→ **Task to carry out**
Even if the data beneath seems repetitive, write it all out again exactly.

→ **Exercise material**
= Beginning of Section =

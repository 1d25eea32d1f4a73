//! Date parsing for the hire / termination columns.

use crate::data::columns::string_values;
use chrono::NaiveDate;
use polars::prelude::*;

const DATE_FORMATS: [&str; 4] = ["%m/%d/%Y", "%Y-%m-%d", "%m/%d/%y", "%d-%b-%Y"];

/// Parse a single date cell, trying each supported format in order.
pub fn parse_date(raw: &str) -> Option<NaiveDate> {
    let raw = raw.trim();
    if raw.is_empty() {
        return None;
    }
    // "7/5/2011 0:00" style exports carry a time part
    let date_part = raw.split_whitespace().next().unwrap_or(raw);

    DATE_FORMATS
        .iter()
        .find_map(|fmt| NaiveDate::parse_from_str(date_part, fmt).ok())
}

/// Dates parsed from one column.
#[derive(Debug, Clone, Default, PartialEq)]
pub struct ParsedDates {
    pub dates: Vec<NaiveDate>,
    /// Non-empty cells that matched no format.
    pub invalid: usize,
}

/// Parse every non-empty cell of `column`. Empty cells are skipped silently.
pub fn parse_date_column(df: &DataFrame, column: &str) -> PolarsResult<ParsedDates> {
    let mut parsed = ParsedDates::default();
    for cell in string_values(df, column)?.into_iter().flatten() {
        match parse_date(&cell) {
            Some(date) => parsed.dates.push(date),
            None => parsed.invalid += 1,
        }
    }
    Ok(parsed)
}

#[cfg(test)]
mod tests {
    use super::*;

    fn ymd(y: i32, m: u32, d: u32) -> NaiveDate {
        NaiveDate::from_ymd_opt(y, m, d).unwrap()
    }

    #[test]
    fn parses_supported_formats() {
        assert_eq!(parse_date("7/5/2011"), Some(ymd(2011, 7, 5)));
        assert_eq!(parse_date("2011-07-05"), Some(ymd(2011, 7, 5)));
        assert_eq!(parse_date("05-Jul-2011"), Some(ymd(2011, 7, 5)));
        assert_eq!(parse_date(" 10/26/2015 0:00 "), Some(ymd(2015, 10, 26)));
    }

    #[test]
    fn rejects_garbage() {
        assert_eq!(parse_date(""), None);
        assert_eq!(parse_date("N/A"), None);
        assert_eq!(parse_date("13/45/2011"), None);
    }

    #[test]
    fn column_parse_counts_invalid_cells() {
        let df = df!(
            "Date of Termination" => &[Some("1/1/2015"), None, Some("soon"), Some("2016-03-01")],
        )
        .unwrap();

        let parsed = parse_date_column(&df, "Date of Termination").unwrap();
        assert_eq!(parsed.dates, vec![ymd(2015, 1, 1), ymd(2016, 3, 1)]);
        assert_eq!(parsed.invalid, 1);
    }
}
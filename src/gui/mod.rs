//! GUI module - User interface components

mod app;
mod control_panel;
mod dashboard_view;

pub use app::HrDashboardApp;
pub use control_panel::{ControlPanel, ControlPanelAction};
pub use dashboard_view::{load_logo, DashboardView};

= End of Section =

→ **Exercise output**
repository 1d25eea32d1f4a73
//! Date parsing for the hire / termination columns.

use crate::data::columns::string_values;
use chrono::NaiveDate;
use polars::prelude::*;

const DATE_FORMATS: [&str; 4] = ["%m/%d/%Y", "%Y-%m-%d", "%m/%d/%y", "%d-%b-%Y"];

/// Parse a single date cell, trying each supported format in order.
pub fn parse_date(raw: &str) -> Option<NaiveDate> {
    let raw = raw.trim();
    if raw.is_empty() {
        return None;
    }
    // "7/5/2011 0:00" style exports carry a time part
    let date_part = raw.split_whitespace().next().unwrap_or(raw);

    DATE_FORMATS
        .iter()
        .find_map(|fmt| NaiveDate::parse_from_str(date_part, fmt).ok())
}

/// Dates parsed from one column.
#[derive(Debug, Clone, Default, PartialEq)]
pub struct ParsedDates {
    pub dates: Vec<NaiveDate>,
    /// Non-empty cells that matched no format.
    pub invalid: usize,
}

/// Parse every non-empty cell of `column`. Empty cells are skipped silently.
pub fn parse_date_column(df: &DataFrame, column: &str) -> PolarsResult<ParsedDates> {
    let mut parsed = ParsedDates::default();
    for cell in string_values(df, column)?.into_iter().flatten() {
        match parse_date(&cell) {
            Some(date) => parsed.dates.push(date),
            None => parsed.invalid += 1,
        }
    }
    Ok(parsed)
}

#[cfg(test)]
mod tests {
    use super::*;

    fn ymd(y: i32, m: u32, d: u32) -> NaiveDate {
        NaiveDate::from_ymd_opt(y, m, d).unwrap()
    }

    #[test]
    fn parses_supported_formats() {
        assert_eq!(parse_date("7/5/2011"), Some(ymd(2011, 7, 5)));
        assert_eq!(parse_date("2011-07-05"), Some(ymd(2011, 7, 5)));
        assert_eq!(parse_date("05-Jul-2011"), Some(ymd(2011, 7, 5)));
        assert_eq!(parse_date(" 10/26/2015 0:00 "), Some(ymd(2015, 10, 26)));
    }

    #[test]
    fn rejects_garbage() {
        assert_eq!(parse_date(""), None);
        assert_eq!(parse_date("N/A"), None);
        assert_eq!(parse_date("13/45/2011"), None);
    }

    #[test]
    fn column_parse_counts_invalid_cells() {
        let df = df!(
            "Date of Termination" => &[Some("1/1/2015"), None, Some("soon"), Some("2016-03-01")],
        )
        .unwrap();

        let parsed = parse_date_column(&df, "Date of Termination").unwrap();
        assert_eq!(parsed.dates, vec![ymd(2015, 1, 1), ymd(2016, 3, 1)]);
        assert_eq!(parsed.invalid, 1);
    }
}
filename src/gui/mod.rs
//! GUI module - User interface components

mod app;
mod control_panel;
mod dashboard_view;

pub use app::HrDashboardApp;
pub use control_panel::{ControlPanel, ControlPanelAction};
pub use dashboard_view::{load_logo, DashboardView};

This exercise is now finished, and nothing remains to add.